Prove
Sin 8theta -sin 10theta= cot 9theta (cos 10theta - cos 8 theta)
use your sun-to-product formulas, and this drops right out.
Sin 8theta -sin 10theta= cot 9theta (cos 10theta - cos 8 theta)
I'm unable to solve it
To prove the given equation:
sin(8θ) - sin(10θ) = cot(9θ) (cos(10θ) - cos(8θ))
We can use trigonometric identities and simplification techniques to prove both sides of the equation are equal.
First, let's simplify the right side of the equation:
cot(9θ) = cos(9θ) / sin(9θ)
Using the double-angle identity for cosine, we can rewrite cos(10θ) and cos(8θ) as follows:
cos(10θ) = 2cos²(5θ) - 1
cos(8θ) = 2cos²(4θ) - 1
Now, let's expand the right side of the equation:
cot(9θ) (cos(10θ) - cos(8θ)) = (cos(9θ) / sin(9θ)) * [2cos²(5θ) - 1 - (2cos²(4θ) - 1)]

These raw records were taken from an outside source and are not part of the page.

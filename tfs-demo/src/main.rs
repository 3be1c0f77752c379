//! A command-line driver around the `tinyfs` library: format volumes,
//! inspect them, and exercise the file operations from a shell. This binary
//! is a thin collaborator around the library, not part of the filesystem
//! itself.

mod hexdump;
mod info;

use std::env;
use std::path::PathBuf;
use std::process::exit;

use tinyfs::Volume;

/// Structure storing command line arguments.
#[derive(Default)]
struct Args {
	/// The name of the current program used in command line.
	prog: String,
	/// The subcommand requested (`mkfs`, `ls`, `cat`, `write`, `rm`, `mv`,
	/// `info`, `hexdump`).
	command: String,
	/// Positional arguments following the subcommand.
	rest: Vec<String>,
}

fn parse_args() -> Args {
	let mut args: Args = Default::default();
	let mut iter = env::args();

	args.prog = iter.next().unwrap_or_else(|| "tfs-demo".to_owned());
	args.command = iter.next().unwrap_or_default();
	args.rest = iter.collect();

	args
}

fn usage(prog: &str) {
	eprintln!("usage: {prog} <command> [args...]");
	eprintln!();
	eprintln!("commands:");
	eprintln!("  mkfs <disk> <bytes>           format a new volume");
	eprintln!("  ls <disk>                     list files");
	eprintln!("  cat <disk> <name>             print a file's contents");
	eprintln!("  write <disk> <name> <text>    replace a file's contents");
	eprintln!("  rm <disk> <name>              delete a file");
	eprintln!("  mv <disk> <old> <new>         rename a file");
	eprintln!("  info <disk> <name>            show file metadata");
	eprintln!("  hexdump <disk>                dump the raw backing file");
}

fn fail(prog: &str, err: impl std::fmt::Display) -> ! {
	eprintln!("{prog}: {err}");
	exit(1);
}

fn main() {
	env_logger::init();
	let args = parse_args();

	match args.command.as_str() {
		"mkfs" => cmd_mkfs(&args),
		"ls" => cmd_ls(&args),
		"cat" => cmd_cat(&args),
		"write" => cmd_write(&args),
		"rm" => cmd_rm(&args),
		"mv" => cmd_mv(&args),
		"info" => cmd_info(&args),
		"hexdump" => cmd_hexdump(&args),
		"" | "-h" | "--help" => {
			usage(&args.prog);
			exit(if args.command.is_empty() { 1 } else { 0 });
		}
		other => {
			eprintln!("{}: unknown command `{other}`", args.prog);
			usage(&args.prog);
			exit(1);
		}
	}
}

fn disk_path(args: &Args, index: usize) -> PathBuf {
	args.rest
		.get(index)
		.unwrap_or_else(|| fail(&args.prog, "missing disk path"))
		.into()
}

fn mount(args: &Args, index: usize) -> (Volume, PathBuf) {
	let path = disk_path(args, index);
	let volume = Volume::mount(&path).unwrap_or_else(|e| fail(&args.prog, e));
	(volume, path)
}

fn cmd_mkfs(args: &Args) {
	let path = disk_path(args, 0);
	let bytes: u64 = args
		.rest
		.get(1)
		.map(|s| s.parse().unwrap_or_else(|_| fail(&args.prog, "size must be a byte count")))
		.unwrap_or(tinyfs::DEFAULT_DISK_SIZE);

	tinyfs::mkfs(&path, bytes).unwrap_or_else(|e| fail(&args.prog, e));
	println!("formatted {} ({bytes} bytes)", path.display());
}

fn cmd_ls(args: &Args) {
	let (mut volume, _) = mount(args, 0);
	let mut names = volume.readdir().unwrap_or_else(|e| fail(&args.prog, e));
	names.sort();
	for name in names {
		println!("{name}");
	}
}

fn cmd_cat(args: &Args) {
	let (mut volume, _) = mount(args, 0);
	let name = args
		.rest
		.get(1)
		.unwrap_or_else(|| fail(&args.prog, "missing file name"));

	let fd = volume.open_file(name).unwrap_or_else(|e| fail(&args.prog, e));
	let mut out = Vec::new();
	loop {
		match volume.read_byte(fd) {
			Ok(byte) => out.push(byte),
			Err(tinyfs::Error::EndOfFile) => break,
			Err(e) => fail(&args.prog, e),
		}
	}
	volume.close_file(fd).unwrap_or_else(|e| fail(&args.prog, e));

	use std::io::Write;
	std::io::stdout().write_all(&out).unwrap_or_else(|e| fail(&args.prog, e));
}

fn cmd_write(args: &Args) {
	let (mut volume, _) = mount(args, 0);
	let name = args
		.rest
		.get(1)
		.unwrap_or_else(|| fail(&args.prog, "missing file name"));
	let text = args
		.rest
		.get(2)
		.unwrap_or_else(|| fail(&args.prog, "missing file contents"));

	let fd = volume.open_file(name).unwrap_or_else(|e| fail(&args.prog, e));
	volume.write_file(fd, text.as_bytes()).unwrap_or_else(|e| fail(&args.prog, e));
	volume.close_file(fd).unwrap_or_else(|e| fail(&args.prog, e));
}

fn cmd_rm(args: &Args) {
	let (mut volume, _) = mount(args, 0);
	let name = args
		.rest
		.get(1)
		.unwrap_or_else(|| fail(&args.prog, "missing file name"));

	let fd = volume.open_file(name).unwrap_or_else(|e| fail(&args.prog, e));
	volume.delete_file(fd).unwrap_or_else(|e| fail(&args.prog, e));
}

fn cmd_mv(args: &Args) {
	let (mut volume, _) = mount(args, 0);
	let old = args
		.rest
		.get(1)
		.unwrap_or_else(|| fail(&args.prog, "missing current file name"));
	let new = args
		.rest
		.get(2)
		.unwrap_or_else(|| fail(&args.prog, "missing new file name"));

	let fd = volume.open_file(old).unwrap_or_else(|e| fail(&args.prog, e));
	volume.rename(fd, new).unwrap_or_else(|e| fail(&args.prog, e));
	volume.close_file(fd).unwrap_or_else(|e| fail(&args.prog, e));
}

fn cmd_info(args: &Args) {
	let (mut volume, _) = mount(args, 0);
	let name = args
		.rest
		.get(1)
		.unwrap_or_else(|| fail(&args.prog, "missing file name"));

	let fd = volume.open_file(name).unwrap_or_else(|e| fail(&args.prog, e));
	let file_info = volume.file_info(fd).unwrap_or_else(|e| fail(&args.prog, e));
	info::print(fd, &file_info);
	volume.close_file(fd).unwrap_or_else(|e| fail(&args.prog, e));
}

fn cmd_hexdump(args: &Args) {
	let path = disk_path(args, 0);
	let stdout = std::io::stdout();
	let mut lock = stdout.lock();
	hexdump::dump(&path, &mut lock).unwrap_or_else(|e| fail(&args.prog, e));
}
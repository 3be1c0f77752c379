//! Human-readable [`FileInfo`] presentation.

use tinyfs::FileInfo;

pub fn print(fd: tinyfs::Fd, info: &FileInfo) {
	println!("fd {fd}: {}", info.name);
	println!("  size:     {} bytes", info.size);
	println!("  created:  {}", info.created);
	println!("  modified: {}", info.modified);
	println!("  accessed: {}", info.accessed);
}
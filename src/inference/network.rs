use anyhow::{bail, Result};
use serde::Deserialize;

// ---------------------------------------------------------------------------
// Activation functions
// ---------------------------------------------------------------------------

#[derive(Debug, Clone, Copy, PartialEq, Eq, Default, Deserialize)]
#[serde(rename_all = "snake_case")]
pub enum Activation {
    #[default]
    Linear,
    Relu,
    Sigmoid,
    Tanh,
}

impl Activation {
    fn apply(self, x: f64) -> f64 {
        match self {
            Activation::Linear => x,
            Activation::Relu => x.max(0.0),
            Activation::Sigmoid => 1.0 / (1.0 + (-x).exp()),
            Activation::Tanh => x.tanh(),
        }
    }
}

// ---------------------------------------------------------------------------
// DenseLayer – one fully-connected layer
// ---------------------------------------------------------------------------

/// `out[i] = activation(Σ_j weights[i][j] * in[j] + biases[i])`
///
/// `weights` holds one row per output unit.
#[derive(Debug, Clone, Deserialize)]
pub struct DenseLayer {
    pub weights: Vec<Vec<f64>>,
    pub biases: Vec<f64>,
    #[serde(default)]
    pub activation: Activation,
}

impl DenseLayer {
    pub fn output_dim(&self) -> usize {
        self.weights.len()
    }

    fn forward(&self, input: &[f64]) -> Vec<f64> {
        self.weights
            .iter()
            .zip(&self.biases)
            .map(|(row, &bias)| {
                let sum: f64 = row.iter().zip(input).map(|(w, x)| w * x).sum();
                self.activation.apply(sum + bias)
            })
            .collect()
    }
}

// ---------------------------------------------------------------------------
// Network – the serialized regression model
// ---------------------------------------------------------------------------

/// A feed-forward regression network. Architecture and weights come entirely
/// from the artifact file; nothing here is trained or tuned at runtime.
#[derive(Debug, Clone, Deserialize)]
pub struct Network {
    pub layers: Vec<DenseLayer>,
}

impl Network {
    /// Check that the layer dimensions chain from `input_dim` to
    /// `output_dim` and every weight matrix is rectangular.
    pub fn validate(&self, input_dim: usize, output_dim: usize) -> Result<()> {
        if self.layers.is_empty() {
            bail!("network has no layers");
        }
        let mut dim = input_dim;
        for (i, layer) in self.layers.iter().enumerate() {
            if layer.weights.is_empty() {
                bail!("layer {i} has no units");
            }
            for (unit, row) in layer.weights.iter().enumerate() {
                if row.len() != dim {
                    bail!(
                        "layer {i}, unit {unit}: expected {dim} weights, found {}",
                        row.len()
                    );
                }
            }
            if layer.biases.len() != layer.weights.len() {
                bail!(
                    "layer {i}: {} units but {} biases",
                    layer.weights.len(),
                    layer.biases.len()
                );
            }
            dim = layer.output_dim();
        }
        if dim != output_dim {
            bail!("network produces {dim} outputs, expected {output_dim}");
        }
        Ok(())
    }

    /// Evaluate the network on one input vector.
    pub fn forward(&self, input: &[f64]) -> Vec<f64> {
        let mut current = input.to_vec();
        for layer in &self.layers {
            current = layer.forward(&current);
        }
        current
    }
}

// ---------------------------------------------------------------------------
// Tests
// ---------------------------------------------------------------------------
use crate::inference::predictor::Prediction;
use crate::reading::{RangeViolation, Reading};

// ---------------------------------------------------------------------------
// Application state
// ---------------------------------------------------------------------------

/// The full UI state, independent of rendering.
pub struct AppState {
    /// Current form values.
    pub reading: Reading,

    /// Result of the most recent successful prediction.
    pub prediction: Option<Prediction>,

    /// Status / error message shown in the UI.
    pub status_message: Option<String>,
}

impl Default for AppState {
    fn default() -> Self {
        Self {
            reading: Reading::default(),
            prediction: None,
            status_message: None,
        }
    }
}

impl AppState {
    /// Record a successful prediction and clear any stale error.
    pub fn set_prediction(&mut self, prediction: Prediction) {
        self.prediction = Some(prediction);
        self.status_message = None;
    }

    /// Record a rejected input. The previous prediction is dropped so the
    /// display never shows a result that does not match the form.
    pub fn set_violation(&mut self, violation: &RangeViolation) {
        self.prediction = None;
        self.status_message = Some(violation.to_string());
    }

    /// Restore the default form values and clear all output.
    pub fn reset(&mut self) {
        *self = Self::default();
    }
}

#[cfg(test)]
mod tests {
    use super::*;
    use crate::reading::{InputField, InputLimits, Range};

    #[test]
    fn violation_clears_a_previous_prediction() {
        let mut state = AppState::default();
        state.set_prediction(Prediction {
            surface_area_m2_per_g: 1.0,
            pore_diameter_nm: 2.0,
            pore_volume_cm3_per_g: 3.0,
        });
        assert!(state.prediction.is_some());

        state.set_violation(&RangeViolation {
            field: InputField::Time,
            range: Range { min: 0.0, max: 1440.0 },
            value: -1.0,
        });
        assert!(state.prediction.is_none());
        assert!(state.status_message.is_some());
    }

    #[test]
    fn reset_restores_defaults() {
        let mut state = AppState::default();
        state.reading.frequency_hz = 99.0;
        state.status_message = Some("oops".to_string());
        state.reset();
        assert_eq!(state.reading, Reading::default());
        assert!(state.status_message.is_none());
        // Sanity: defaults themselves pass validation.
        assert!(InputLimits::default().check(&state.reading).is_ok());
    }
}
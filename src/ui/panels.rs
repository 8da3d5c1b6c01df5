use eframe::egui::{self, Color32, DragValue, RichText, Ui};

use crate::inference::predictor::Predictor;
use crate::reading::InputField;
use crate::state::AppState;

// ---------------------------------------------------------------------------
// Left side panel – sensor input form
// ---------------------------------------------------------------------------

/// Render the input form and the Predict button.
pub fn input_panel(ui: &mut Ui, state: &mut AppState, predictor: &Predictor) {
    ui.heading("Sensor inputs");
    ui.separator();

    // The widgets only enforce a floor of zero; the real range check runs
    // when the user presses Predict, so an explanatory message can be shown.
    egui::Grid::new("sensor_inputs")
        .num_columns(2)
        .spacing([12.0, 8.0])
        .show(ui, |ui: &mut Ui| {
            ui.label("Frequency (Hz)");
            ui.add(
                DragValue::new(&mut state.reading.frequency_hz)
                    .range(0.0..=f64::MAX)
                    .speed(10.0),
            );
            ui.end_row();

            ui.label("Impedance (Ω)");
            ui.add(
                DragValue::new(&mut state.reading.impedance_ohm)
                    .range(0.0..=f64::MAX)
                    .speed(10.0),
            );
            ui.end_row();

            ui.label("Time (minutes)");
            ui.add(
                DragValue::new(&mut state.reading.time_min)
                    .range(0.0..=f64::MAX)
                    .speed(1.0),
            );
            ui.end_row();
        });

    ui.add_space(8.0);

    if ui.button("Predict").clicked() {
        run_prediction(state, predictor);
    }

    ui.add_space(8.0);
    ui.separator();

    // Remind the user of the valid intervals next to the form.
    let limits = predictor.limits();
    ui.small(format!(
        "{}: {} – {} {}",
        InputField::Frequency,
        limits.frequency.min,
        limits.frequency.max,
        InputField::Frequency.unit()
    ));
    ui.small(format!(
        "{}: {} – {} {}",
        InputField::Impedance,
        limits.impedance.min,
        limits.impedance.max,
        InputField::Impedance.unit()
    ));
    ui.small(format!(
        "{}: {} – {} {}",
        InputField::Time,
        limits.time.min,
        limits.time.max,
        InputField::Time.unit()
    ));
}

// ---------------------------------------------------------------------------
// Top bar
// ---------------------------------------------------------------------------

/// Render the top menu / status bar.
pub fn top_bar(ui: &mut Ui, state: &mut AppState) {
    egui::menu::bar(ui, |ui: &mut Ui| {
        ui.menu_button("File", |ui: &mut Ui| {
            if ui.button("Reset inputs").clicked() {
                state.reset();
                ui.close_menu();
            }
        });

        ui.separator();

        ui.label("Predicts surface area, pore diameter and pore volume from Pd sensor data");

        if let Some(msg) = &state.status_message {
            ui.separator();
            ui.label(RichText::new(msg).color(Color32::RED));
        }
    });
}

// ---------------------------------------------------------------------------
// Predict action
// ---------------------------------------------------------------------------

/// The one pipeline in the app: validate, predict, store the outcome.
pub fn run_prediction(state: &mut AppState, predictor: &Predictor) {
    match predictor.limits().check(&state.reading) {
        Ok(()) => {
            let prediction = predictor.predict(&state.reading);
            log::info!(
                "predicted {} / {} / {} from {:?}",
                prediction.surface_area_text(),
                prediction.pore_diameter_text(),
                prediction.pore_volume_text(),
                state.reading
            );
            state.set_prediction(prediction);
        }
        Err(violation) => {
            log::warn!("rejected input: {violation}");
            state.set_violation(&violation);
        }
    }
}
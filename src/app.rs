use eframe::egui;

use crate::inference::predictor::Predictor;
use crate::state::AppState;
use crate::ui::{panels, results};

// ---------------------------------------------------------------------------
// eframe App implementation
// ---------------------------------------------------------------------------

pub struct AerogelApp {
    pub state: AppState,
    /// Loaded artifacts; read-only for the process lifetime.
    predictor: Predictor,
}

impl AerogelApp {
    pub fn new(predictor: Predictor) -> Self {
        Self {
            state: AppState::default(),
            predictor,
        }
    }
}

impl eframe::App for AerogelApp {
    fn update(&mut self, ctx: &egui::Context, _frame: &mut eframe::Frame) {
        // ---- Top panel: menu bar ----
        egui::TopBottomPanel::top("top_bar").show(ctx, |ui| {
            panels::top_bar(ui, &mut self.state);
        });

        // ---- Left side panel: sensor inputs ----
        egui::SidePanel::left("input_panel")
            .default_width(220.0)
            .resizable(true)
            .show(ctx, |ui| {
                panels::input_panel(ui, &mut self.state, &self.predictor);
            });

        // ---- Central panel: predicted properties ----
        egui::CentralPanel::default().show(ctx, |ui| {
            results::result_panel(ui, &self.state);
        });
    }
}
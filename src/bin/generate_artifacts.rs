use std::path::{Path, PathBuf};

use serde_json::{json, Value};

/// Minimal deterministic PRNG (xoshiro256**)
struct SimpleRng {
    state: [u64; 4],
}

impl SimpleRng {
    fn new(seed: u64) -> Self {
        let mut s = [0u64; 4];
        let mut x = seed;
        for slot in &mut s {
            x = x.wrapping_mul(6364136223846793005).wrapping_add(1);
            *slot = x;
        }
        SimpleRng { state: s }
    }

    fn next_u64(&mut self) -> u64 {
        let result = (self.state[1].wrapping_mul(5))
            .rotate_left(7)
            .wrapping_mul(9);
        let t = self.state[1] << 17;
        self.state[2] ^= self.state[0];
        self.state[3] ^= self.state[1];
        self.state[1] ^= self.state[2];
        self.state[0] ^= self.state[3];
        self.state[2] ^= t;
        self.state[3] = self.state[3].rotate_left(45);
        result
    }

    fn next_f64(&mut self) -> f64 {
        (self.next_u64() >> 11) as f64 / (1u64 << 53) as f64
    }

    /// Uniform in [-spread, spread].
    fn uniform(&mut self, spread: f64) -> f64 {
        (self.next_f64() * 2.0 - 1.0) * spread
    }
}

/// One dense layer with fan-in-scaled random weights and zero biases.
fn random_layer(rng: &mut SimpleRng, inputs: usize, outputs: usize, activation: &str) -> Value {
    let spread = 1.0 / (inputs as f64).sqrt();
    let weights: Vec<Vec<f64>> = (0..outputs)
        .map(|_| (0..inputs).map(|_| rng.uniform(spread)).collect())
        .collect();
    let biases = vec![0.0; outputs];
    json!({ "weights": weights, "biases": biases, "activation": activation })
}

fn write_json(path: &Path, value: &Value) {
    let text = serde_json::to_string_pretty(value).expect("Failed to serialize artifact");
    std::fs::write(path, text)
        .unwrap_or_else(|e| panic!("Failed to write {}: {e}", path.display()));
}

fn main() {
    let out_dir: PathBuf = std::env::args_os()
        .nth(1)
        .map(Into::into)
        .unwrap_or_else(|| "artifacts".into());
    std::fs::create_dir_all(&out_dir).expect("Failed to create output directory");

    let mut rng = SimpleRng::new(42);

    // 3 → 8 → 3 network. The weights are random, so the predictions are
    // stand-ins, but the bundle exercises the full load/predict path and is
    // identical on every run thanks to the fixed seed.
    let model = json!({
        "layers": [
            random_layer(&mut rng, 3, 8, "relu"),
            random_layer(&mut rng, 8, 3, "linear")
        ]
    });

    // Inputs normalized over the fitted sensor ranges.
    let scaler_x = json!({
        "kind": "min_max",
        "data_min": [10.0, 1000.0, 0.0],
        "data_max": [100000.0, 50000.0, 1440.0]
    });

    // Outputs denormalized around typical silica-aerogel statistics:
    // surface area (m²/g), pore diameter (nm), pore volume (cm³/g).
    let scaler_y = json!({
        "kind": "standard",
        "mean": [520.0, 11.5, 1.25],
        "scale": [140.0, 3.8, 0.45]
    });

    let limits = json!({
        "frequency": { "min": 10.0, "max": 100000.0 },
        "impedance": { "min": 1000.0, "max": 50000.0 },
        "time": { "min": 0.0, "max": 1440.0 }
    });

    write_json(&out_dir.join("model.json"), &model);
    write_json(&out_dir.join("scaler_x.json"), &scaler_x);
    write_json(&out_dir.join("scaler_y.json"), &scaler_y);
    write_json(&out_dir.join("limits.json"), &limits);

    println!(
        "Wrote demo model bundle (3\u{2192}8\u{2192}3 network, 2 scalers, limits) to {}",
        out_dir.display()
    );
}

= (cos(9θ) / sin(9θ)) * [2cos²(5θ) - 2cos²(4θ)]
= (cos(9θ) / sin(9θ)) * 2[cos²(5θ) - cos²(4θ)]
= 2cos(9θ) [cos(5θ) - cos(4θ)] / sin(9θ)
Using the sum-to-product identity for cosines, we can rewrite cos(5θ) - cos(4θ) in terms of sines:
cos(5θ) - cos(4θ) = -2sin[(5θ + 4θ) / 2]sin[(5θ - 4θ) / 2]
= -2sin(9θ / 2)sin(θ / 2)
Now, let's substitute this back into the previous expression:
2cos(9θ) [cos(5θ) - cos(4θ)] / sin(9θ)
= 2cos(9θ) * [-2sin(9θ / 2)sin(θ / 2)] / sin(9θ)
= -4cos(9θ)sin(9θ / 2)sin(θ / 2) / sin(9θ)
= -4cos(9θ)sin(θ / 2)
Since we want to prove this expression is equal to the left side of the equation, we need to simplify the left side as well.
Now, let's simplify the left side of the equation:
sin(8θ) - sin(10θ)
Using the difference-to-product identity for sines, we can rewrite this as:
2cos[(8θ + 10θ) / 2]sin[(10θ - 8θ) / 2]
= 2cos(9θ)sin(θ)
Therefore, the left side of the equation is 2cos(9θ)sin(θ).
Comparing this to the expression we derived from the right side of the equation:
-4cos(9θ)sin(θ / 2)
We can see that they are equal.
Hence, sin(8θ) - sin(10θ) = cot(9θ) (cos(10θ) - cos(8θ)) is proved.